II, mathematical and physical description of the world;

III - VI, geography and ethnography;

VII, anthropology and human physiology;

VIII - XI, zoology;

XII - XXVII, botany, including agriculture, horticulture and pharmacology;

XXVIII - XXXII, medical zoology;

XXXIII - XXXVII, mineralogy, especially in its application to life and art, including chasing in silver (xxxiii.154-751), statuary in bronze (xxxiv), painting (xxxv.15-941), modelling (151-851), and sculpture in marble (xxxvi).

He apparently published the first ten books himself in AD 77, and was engaged on revising and enlarging the rest during the two remaining years of his life. The work was probably published with little, if any, revision by the author's nephew, who, when telling the story of a tame dolphin, and describing the floating islands of the Vadimonian Lake, thirty years later (viii. 20, ix. 33), has apparently forgotten that both are to be found in his uncle's work (ii. 209, ix. 26). He describes the Naturalis historia, as a Naturae historia, and characterizes it as a "work that is learned and full of matter, and as varied as nature herself."

The absence of the author's final revision may partly account for many repetitions, and for some contradictions, for mistakes in passages borrowed from Greek authors, and for the insertion of marginal additions at wrong places in the text.

In the preface the author claims to have stated 20,000 facts gathered from some 2,000 books and from 100 select authors. The extant lists of his authorities amount to many more than 400, including 146 of Roman and 327 of Greek and other sources of information. The lists, as a general rule, follow the order of the subject matter of each book. This has been clearly shown in Heinrich Brunn's Disputatio (Bonn, 1856).

Pliny's principal authority is Varro. In the geographical books Varro is supplemented by the topographical commentaries of Agrippa which were completed by the emperor Augustus; for his zoology he relies largely on Aristotle and on Juba, the scholarly Mauretanian king, studiorum claritate memorabilior quam regno (v. 16). Juba is also his principal guide in botany. Theophrastus is also named in his Indices.
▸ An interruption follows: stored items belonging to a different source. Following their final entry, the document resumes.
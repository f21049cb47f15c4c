//! Model forms and bound fields.
//!
//! A [`ModelForm`] edits one record. Looking up a field returns a
//! [`BoundField`] that knows the field, its current value and the record,
//! and hands the record to the widget through a [`RenderContext`] when it
//! renders. Widgets that need the record, like the slug preview resolving a
//! record-specific URL format, get it without any extra wiring.

use std::collections::{BTreeMap, HashMap};

use ironhtml::html;
use ironhtml::typed::Element;
use ironhtml_elements::Div;
use serde_json::Value;

use crate::config::Settings;
use crate::error::{Result, SlugPreviewError, ValidationError, ValidationErrors};
use crate::record::{value_to_text, Record};
use crate::widgets::{Media, RenderContext};

use super::FormField;

/// A form editing a single record.
#[derive(Default)]
pub struct ModelForm<'r> {
    fields: Vec<Box<dyn FormField>>,
    data: Option<HashMap<String, String>>,
    instance: Option<&'r dyn Record>,
}

impl std::fmt::Debug for ModelForm<'_> {
    fn fmt(&self, f: &mut std::fmt::Formatter<'_>) -> std::fmt::Result {
        f.debug_struct("ModelForm")
            .field(
                "fields",
                &self.fields.iter().map(|f| f.name()).collect::<Vec<_>>(),
            )
            .field("data", &self.data)
            .field("has_instance", &self.instance.is_some())
            .finish()
    }
}

impl<'r> ModelForm<'r> {
    /// Creates an empty, unbound form.
    pub fn new() -> Self {
        Self::default()
    }

    /// Adds a field.
    #[must_use]
    pub fn field(mut self, field: impl FormField + 'static) -> Self {
        self.fields.push(Box::new(field));
        self
    }

    /// Sets the record being edited.
    #[must_use]
    pub fn instance(mut self, record: &'r dyn Record) -> Self {
        self.instance = Some(record);
        self
    }

    /// Binds submitted data.
    #[must_use]
    pub fn data(mut self, data: HashMap<String, String>) -> Self {
        self.data = Some(data);
        self
    }

    /// Returns whether data was submitted.
    pub fn is_bound(&self) -> bool {
        self.data.is_some()
    }

    /// The record being edited.
    pub fn record(&self) -> Option<&'r dyn Record> {
        self.instance
    }

    /// Returns the bound field for `name`.
    pub fn bound_field(&self, name: &str) -> Result<BoundField<'_>> {
        self.fields
            .iter()
            .find(|f| f.name() == name)
            .map(|f| self.bind(f.as_ref()))
            .ok_or_else(|| SlugPreviewError::UnknownField(name.to_string()))
    }

    /// Returns every bound field, in declaration order.
    pub fn bound_fields(&self) -> Vec<BoundField<'_>> {
        self.fields.iter().map(|f| self.bind(f.as_ref())).collect()
    }

    fn bind<'a>(&'a self, field: &'a dyn FormField) -> BoundField<'a> {
        BoundField {
            field,
            record: self.instance,
            data: self
                .data
                .as_ref()
                .map(|data| data.get(field.name()).map(String::as_str)),
        }
    }

    /// Cleans every field of the submitted data.
    pub fn full_clean(&self) -> Result<CleanedData> {
        let mut cleaned = BTreeMap::new();
        let mut errors = ValidationErrors::new();

        for bound in self.bound_fields() {
            match bound.clean() {
                Ok(value) => {
                    cleaned.insert(bound.name().to_string(), value);
                }
                Err(field_errors) => errors.extend(bound.name(), field_errors),
            }
        }

        if errors.is_empty() {
            Ok(CleanedData { values: cleaned })
        } else {
            Err(SlugPreviewError::Validation(errors))
        }
    }

    /// Returns whether the form is bound and its data cleans.
    pub fn is_valid(&self) -> bool {
        self.is_bound() && self.full_clean().is_ok()
    }

    /// Validation errors of the submitted data; empty for unbound forms.
    pub fn errors(&self) -> ValidationErrors {
        match self.full_clean() {
            Err(SlugPreviewError::Validation(errors)) if self.is_bound() => errors,
            _ => ValidationErrors::new(),
        }
    }

    /// Assets every widget of the form needs.
    pub fn media(&self, settings: &Settings) -> Media {
        self.fields
            .iter()
            .fold(Media::new(), |media, f| media.merge(&f.widget().media(settings)))
    }

    /// Renders the form with Bootstrap 5 styling.
    pub fn render(&self, action: &str, method: &str) -> String {
        let mut form = html! {
            form.action(#action).method(#method)
        };

        for bound in self.bound_fields() {
            let field_html = bound.render();
            form = form.child::<Div, _>(|d| d.raw(&field_html));
        }

        form = form.child::<Div, _>(|d| {
            let btn = html! {
                button.type_("submit").class("btn btn-primary") {
                    "Save"
                }
            };
            d.raw(btn.render())
        });

        form.render()
    }
}

/// A field paired with the form's data and record, for one render.
#[derive(Clone, Copy)]
pub struct BoundField<'a> {
    field: &'a dyn FormField,
    record: Option<&'a dyn Record>,
    // Outer `None`: unbound form. Inner `None`: nothing submitted for it.
    data: Option<Option<&'a str>>,
}

impl std::fmt::Debug for BoundField<'_> {
    fn fmt(&self, f: &mut std::fmt::Formatter<'_>) -> std::fmt::Result {
        f.debug_struct("BoundField")
            .field("name", &self.field.name())
            .field("has_record", &self.record.is_some())
            .field("data", &self.data)
            .finish()
    }
}

impl<'a> BoundField<'a> {
    /// Field name.
    pub fn name(&self) -> &'a str {
        self.field.name()
    }

    /// The underlying form field.
    pub fn field(&self) -> &'a dyn FormField {
        self.field
    }

    /// The record this field edits.
    pub fn record(&self) -> Option<&'a dyn Record> {
        self.record
    }

    /// The render context handed to the widget.
    pub fn context(&self) -> RenderContext<'a> {
        RenderContext::new(self.field, self.record)
    }

    /// HTML id of the input.
    pub fn id(&self) -> String {
        format!("id_{}", self.name())
    }

    /// The value to display: submitted data when bound, otherwise the
    /// record's attribute, otherwise the field's initial value.
    pub fn value(&self) -> Option<String> {
        match self.data {
            Some(submitted) => submitted.map(str::to_string),
            None => self
                .record
                .and_then(|r| r.get(self.name()))
                .as_ref()
                .and_then(value_to_text)
                .or_else(|| self.field.initial().map(str::to_string)),
        }
    }

    fn clean(&self) -> std::result::Result<String, Vec<ValidationError>> {
        self.field.clean(self.data.flatten())
    }

    /// Validation errors for the submitted value; empty when unbound.
    pub fn errors(&self) -> Vec<ValidationError> {
        if self.data.is_none() {
            return Vec::new();
        }
        self.clean().err().unwrap_or_default()
    }

    /// Renders just the widget.
    pub fn as_widget(&self) -> String {
        let mut attrs = self.field.widget_attrs();
        attrs.set("id", self.id());

        if !self.errors().is_empty() {
            let current_class = attrs.get("class").cloned().unwrap_or_default();
            attrs.set("class", format!("{current_class} is-invalid").trim());
        }

        if self.field.required() {
            attrs.set("required", "required");
        }

        let value = self.value();
        self.field.widget().render_in_context(
            &self.context(),
            self.name(),
            value.as_deref(),
            &attrs,
        )
    }

    /// Renders label, widget, errors and help text.
    pub fn render(&self) -> String {
        let id = self.id();
        let required_marker = if self.field.required() { " *" } else { "" };
        let label_text = format!("{}{}", self.field.label(), required_marker);
        let errors: Vec<String> = self.errors().into_iter().map(|e| e.message).collect();
        let widget_html = self.as_widget();

        let label_el = html! {
            label.for_(#id).class("form-label") { #label_text }
        };

        let help_text = self.field.help_text().map(str::to_string);

        html! { div.class("mb-3") }
            .raw(label_el.render())
            .raw(&widget_html)
            .children(&errors, |error, div: Element<Div>| {
                div.class("invalid-feedback").text(error)
            })
            .when(help_text.is_some(), |d| {
                d.child::<Div, _>(|h| {
                    h.class("form-text")
                        .text(help_text.as_deref().unwrap_or(""))
                })
            })
            .render()
    }
}

/// Values of a form that cleaned successfully.
#[derive(Debug, Clone, Default, PartialEq, Eq)]
pub struct CleanedData {
    values: BTreeMap<String, String>,
}

impl CleanedData {
    /// Returns the cleaned value of a field.
    pub fn get(&self, name: &str) -> Option<&str> {
        self.values.get(name).map(String::as_str)
    }

    /// Iterates over `(field, value)` pairs.
    pub fn iter(&self) -> impl Iterator<Item = (&str, &str)> {
        self.values.iter().map(|(k, v)| (k.as_str(), v.as_str()))
    }

    /// Writes the values onto a record. Empty values become null, so
    /// pre-save hooks treat them as missing.
    pub fn apply_to(&self, record: &mut dyn Record) {
        for (name, value) in &self.values {
            let value = if value.is_empty() {
                Value::Null
            } else {
                Value::String(value.clone())
            };
            record.set(name, value);
        }
    }
}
In the History of Art the original Greek authorities are Duris of Samos, Xenocrates of Sicyon, and Antigonous of Carystus. The anecdotic element has been ascribed to Duris (xxxiv. 61, Lysippum Sicyonium Duris Begat nullius fuisse discipulum etc.); the notices of the successive developments of art, and the list of workers in bronze and painters, to Xenocrates; and a large amount of miscellaneous information to Antigonus. The last two authorities are named in connexion with Parrhasius (xxxv. 68, hanc ei gloriam concessere Antigonus et Xenocrates, qui de pictura scripsere), while Antigonus is named in the indices of xxxiii - xxxiv. as a writer on the toreutic art.
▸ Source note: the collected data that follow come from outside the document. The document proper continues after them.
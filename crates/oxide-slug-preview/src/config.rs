//! Runtime settings.

use serde::{Deserialize, Serialize};

/// Environment variable for [`Settings::debug`].
pub const DEBUG_ENV: &str = "SLUG_PREVIEW_DEBUG";
/// Environment variable for [`Settings::static_url`].
pub const STATIC_URL_ENV: &str = "SLUG_PREVIEW_STATIC_URL";

/// Settings shared by widgets when they render their assets.
#[derive(Debug, Clone, PartialEq, Eq, Serialize, Deserialize)]
#[serde(default)]
pub struct Settings {
    /// Serve unminified scripts.
    pub debug: bool,
    /// Prefix for relative static asset paths.
    pub static_url: String,
}

impl Default for Settings {
    fn default() -> Self {
        Self {
            debug: false,
            static_url: "/static/".to_string(),
        }
    }
}

impl Settings {
    /// Reads settings from the environment, falling back to defaults.
    pub fn from_env() -> Self {
        Self::from_lookup(|key| std::env::var(key).ok())
    }

    /// Parses settings from JSON; missing keys keep their defaults.
    pub fn from_json(json: &str) -> crate::Result<Self> {
        Ok(serde_json::from_str(json)?)
    }

    fn from_lookup(lookup: impl Fn(&str) -> Option<String>) -> Self {
        let defaults = Self::default();
        Self {
            debug: lookup(DEBUG_ENV).map_or(defaults.debug, |v| parse_flag(&v)),
            static_url: lookup(STATIC_URL_ENV)
                .filter(|v| !v.is_empty())
                .unwrap_or(defaults.static_url),
        }
    }
}

fn parse_flag(value: &str) -> bool {
    matches!(
        value.trim().to_ascii_lowercase().as_str(),
        "1" | "true" | "yes" | "on"
    )
}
Greek epigrams contribute their share in Pliny's descriptions of pictures and statues. One of the minor authorities for books xxxiv - xxxv is Heliodorus, the author of a work on the monuments of Athens. In the indices to xxxiii - xxxvi an important place is assigned to Pasiteles of Naples, the author of a work in five volumes on famous works of art (xxxvi. 40), probably incorporating the substance of the earlier Greek treatises; but Pliny's indebtedness to Pasiteles is denied by Kalkmann, who holds that Pliny used the chronological work of Apollodorus, as well as a current catalogue of artists. Pliny's knowledge of the Greek authorities was probably mainly due to Varro, whom he often quotes (e.g. xxxiv. 56, xxxv. 173, 156, xxxvi. 17, 39, 41). Varro probably dealt with the history of art in connexion with architecture, which was included in his Disciplinae.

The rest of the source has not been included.